Squeeze on Nursing Homes

Daily Observer

May 31, 1974

 

            Simon Quentin Lapius was preparing for bed, not an ordinary ritual.  First he located the sherry to be sure there would be enough for him at bedside, to sip until its soporific effects induced slumber.  Next, the porcelain potty he recently bought and stowed under the bed, “to avoid the long cold dark walk to the bathroom at 3 a.m., Harry,” he informed me.  Finally, and this was new, a pair of hot water bottles, filled to the brim with what looked like pure steam as it came from the faucet.

            “What’s the trouble, Simon?  Backache?  Ear ache?”

            “Not in the least, Harry.  Just a simple bed warmer.  You have heard, no doubt, that we must turn our thermostats down to freezing temperatures at hour of sleep.  A suggestion of the president.  I must admit being somewhat taken aback by the fuel shortage.  You know Harry,” he lowered his voice so as not to be overheard in the empty apartment, “the average family governs its life and plans its future with more care and wisdom than our government does.  And the very same government wants to tell us how to run medical affairs.  It should be the other way around.  After all, the medical profession has a long history of success.”

            I didn’t want to get started on that monologue because it was so late, so I changed the subject.  “And the hot water bottles will keep you warm through the night?”

            “Harry, they are an absolute delight.  Beneath a heavy quilt they will retain warmth till morning.  They are warm and soft.  I think they could replace bundling.”

            “Why two?”

            “One is for my feet,” he said, as if that answered the question.  “Besides, my joints have been aching lately, and I am preparing techniques to take me into my dotage.  I would much rather be self-sufficient at home than ensconced in one of those convalescent centers.”

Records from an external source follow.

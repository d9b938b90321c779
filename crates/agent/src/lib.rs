//! # Agent
//!
//! Routes a user query to one of four response strategies and keeps a short conversational
//! memory.
//!
//! One turn of [`AgentSystem::invoke`]:
//!
//! 1. [`clean_input`] strips stray `?`/`!` runs
//! 2. the [`Classifier`] labels the query; [`cookbot_core::Intent::from_label`] maps the label
//! 3. the [`Router`] runs the matching [`Strategy`] (or returns the fallback reply)
//! 4. the [`MemoryManager`] appends the user query and a summary of the reply to the
//!    [`ChatHistory`], which keeps the last *k* turns
//!
//! ## Strategies
//!
//! - [`AssistantStrategy`]: greetings and "what can you do"
//! - [`RetrievalStrategy`]: recommend a recipe from the index, or generate a new dish
//! - [`ImageSearchStrategy`]: find a picture of a dish; search failures give an empty result
//!
//! ## External interactions
//!
//! - **llm-client**: classification, answers, search phrases, summaries
//! - **recipe-index**: top-k recipes for the retrieval strategies
//! - **image-search-client**: web image search and download

mod assistant;
mod classifier;
mod format;
mod history;
mod image_search;
mod memory;
mod normalize;
mod retrieval;
mod router;
mod strategy;
mod system;

pub use assistant::AssistantStrategy;
pub use classifier::{Classifier, LlmClassifier};
pub use format::{format_docs, format_docs_with_links};
pub use history::{ChatHistory, DEFAULT_HISTORY_WINDOW};
pub use image_search::ImageSearchStrategy;
pub use memory::{MemoryManager, IMAGE_PLACEHOLDER};
pub use normalize::clean_input;
pub use retrieval::{RetrievalMode, RetrievalStrategy};
pub use router::{Router, UNKNOWN_MESSAGE};
pub use strategy::{Strategy, StrategyInput};
pub use system::{AgentSystem, AgentSystemBuilder};

#[cfg(test)]
mod strategies_test;
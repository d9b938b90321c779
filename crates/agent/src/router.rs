//! Intent routing.

use std::sync::Arc;

use cookbot_core::{AgentResult, Intent, Result};
use tracing::{info, instrument};

use crate::classifier::Classifier;
use crate::history::ChatHistory;
use crate::normalize::clean_input;
use crate::strategy::{Strategy, StrategyInput};

/// Reply for queries whose intent could not be recognized.
pub const UNKNOWN_MESSAGE: &str = "I didn't understand the request. 🤯 Try rephrasing! 🤔";

/// Cleans the input, classifies it and dispatches to the strategy of the intent.
#[derive(Clone)]
pub struct Router {
    classifier: Arc<dyn Classifier>,
    assistant: Arc<dyn Strategy>,
    recommender: Arc<dyn Strategy>,
    generator: Arc<dyn Strategy>,
    image_search: Arc<dyn Strategy>,
}

impl Router {
    pub fn new(
        classifier: Arc<dyn Classifier>,
        assistant: Arc<dyn Strategy>,
        recommender: Arc<dyn Strategy>,
        generator: Arc<dyn Strategy>,
        image_search: Arc<dyn Strategy>,
    ) -> Self {
        Self {
            classifier,
            assistant,
            recommender,
            generator,
            image_search,
        }
    }

    fn strategy_for(&self, intent: &Intent) -> Option<&Arc<dyn Strategy>> {
        match intent {
            Intent::AboutMe => Some(&self.assistant),
            Intent::Recommend => Some(&self.recommender),
            Intent::Generate => Some(&self.generator),
            Intent::ImageFood => Some(&self.image_search),
            Intent::Unknown(_) => None,
        }
    }

    /// Routes one query. Classifier and strategy errors propagate; an unrecognized intent is
    /// answered with [`UNKNOWN_MESSAGE`] without calling any strategy.
    #[instrument(skip(self, raw, history), fields(history_len = history.len()))]
    pub async fn route(&self, raw: &str, history: &ChatHistory) -> Result<AgentResult> {
        let input = clean_input(raw);
        let label = self.classifier.classify(&input).await?;
        let intent = Intent::from_label(&label);
        info!(label = %label, intent = ?intent, task = %intent.task(), "step: router dispatch");

        let Some(strategy) = self.strategy_for(&intent) else {
            info!(label = %label, "step: unknown intent, fallback reply");
            return Ok(AgentResult::unknown(UNKNOWN_MESSAGE));
        };

        let result = strategy
            .run(StrategyInput {
                input: &input,
                chat_history: history,
            })
            .await?;
        info!(task = %result.task, "step: router done");
        Ok(result)
    }
}
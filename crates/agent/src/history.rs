//! Bounded conversation history.

use cookbot_core::ChatTurn;

/// Number of turns kept when no window is configured.
pub const DEFAULT_HISTORY_WINDOW: usize = 6;

/// Sliding window over the most recent [`ChatTurn`]s.
///
/// Owned by the caller and passed into each invocation; holds at most `window` turns, dropping
/// the oldest first.
#[derive(Debug, Clone, PartialEq, Eq)]
pub struct ChatHistory {
    turns: Vec<ChatTurn>,
    window: usize,
}

impl Default for ChatHistory {
    fn default() -> Self {
        Self::new(DEFAULT_HISTORY_WINDOW)
    }
}

impl ChatHistory {
    pub fn new(window: usize) -> Self {
        Self {
            turns: Vec::new(),
            window,
        }
    }

    /// Restores a saved history, keeping only the last `window` turns.
    pub fn from_turns(turns: Vec<ChatTurn>, window: usize) -> Self {
        let mut history = Self { turns, window };
        history.truncate();
        history
    }

    /// Appends a turn and drops the oldest ones beyond the window.
    pub fn push(&mut self, turn: ChatTurn) {
        self.turns.push(turn);
        self.truncate();
    }

    fn truncate(&mut self) {
        if self.turns.len() > self.window {
            let excess = self.turns.len() - self.window;
            self.turns.drain(..excess);
        }
    }

    pub fn turns(&self) -> &[ChatTurn] {
        &self.turns
    }

    pub fn into_turns(self) -> Vec<ChatTurn> {
        self.turns
    }

    pub fn len(&self) -> usize {
        self.turns.len()
    }

    pub fn is_empty(&self) -> bool {
        self.turns.is_empty()
    }

    pub fn window(&self) -> usize {
        self.window
    }

    /// One "Speaker: text" line per turn, oldest first; empty string for no history.
    pub fn render_for_prompt(&self) -> String {
        self.turns
            .iter()
            .map(ChatTurn::to_prompt_line)
            .collect::<Vec<_>>()
            .join("\n")
    }
}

            “You are not that old.”

            “No, but I am getting there.”

            “What have you against convalescent centers?”

            “Nothing really, except for the food, the care, and the expense.”

            “Come on, Simon, you know they are not that bad.  We have many patients at convalescent centers.”

            “True, but things may get worse.  The government is now asking doctors to justify visits to Medicaid patients if more than one visit a month is made, and the insurers and Medicare administrators are following suit.  This has the effect of cutting back on a service that should actually be increasing.  After all, there is no end to the care that one can give to the elderly.  As a matter of fact, with increasing age there is increasing dependency, and increasing need for medical, nursing, dietary and physiotherapy services.  When finally bedridden, patients must be watched carefully as not to develop bedsores.  Yet the government won’t pay for soft mattresses.  Have you noticed that the diets are more scanty?  That in part is because there is no cost of living adjustment for the nursing homes when food prices suddenly rise.  I certainly don’t want to be subjected to those indignities.  I don’t want the government, or any other agency, deciding how much care I need.  That is what my doctor should decide.  No sirree, I want to die in my own bed.”

            “If you keep gulping that shooting sherry, the chances are good that you will.  Anyway, the government doesn’t say that a patient can’t have all the medical care s/he wants, it just says that it won’t pay for all of it.”      

            “But of course that’s unfair.  After all, when Medicare was instituted, the stage was set for people to live longer, and the implication was that the tab for the catastrophe of prolonged illness in the elderly would be picked up by the government.  Now they are finding out just how expensive good care really is, and are pulling back.”

            “Well, it is expensive, Simon.  As you said, there’s no limit to how much one can do to make another person comfortable.”

            “Society will set a limit.  As a matter of fact, with the moral fences that guarded the sanctity of life, utterly destroyed in the abortion debate, euthanasia will be next on the agenda.”

            “Do you think it will really come to that?”

            “It did in Nazi Germany.”

            “Whoa, Simon.  Come off it.  That’s not fair.  We can’t compare our society to Nazi Germany.”  I was getting annoyed.  I suspect Lapius was a little tipsy.

            “We will become more like them the more we compromise our ethical barriers concerning the sanctity of life.  As ethical barriers fall, what once seemed extreme, becomes commonplace.  It certainly seems paradoxical that the same factions that urge the abolition of capital punishment because they want to protect society from taking a life, urge abortion and the consideration of euthanasia.”           

            Lapius wasn’t tipsy at all.  Although he looked ridiculous in his nightgown, nightcap and clutching the hot water bottles.  But he was deadly serious.

            “To what do you ascribe this paradox, Simon?”  I asked.

            “To the God-is-dead syndrome.”

            “But you were never a religious man.”           

            “True, but I always felt comfortable in the thought that most of us were obeying the law of a higher authority.  Without a higher authority everyman must be his own judge, and I am not sure we all have that much wisdom.”

            “Certainly you don’t want to stay stuck in a rut.  After all, if nothing changes, there will be no progress.  You are not against progress, are you?”

            “No.  But I would surely like to know what progress is.  Everybody defends their concept of progress.  Good night.  I’m going to bed.”

            “That’s progress,” I said under my breath.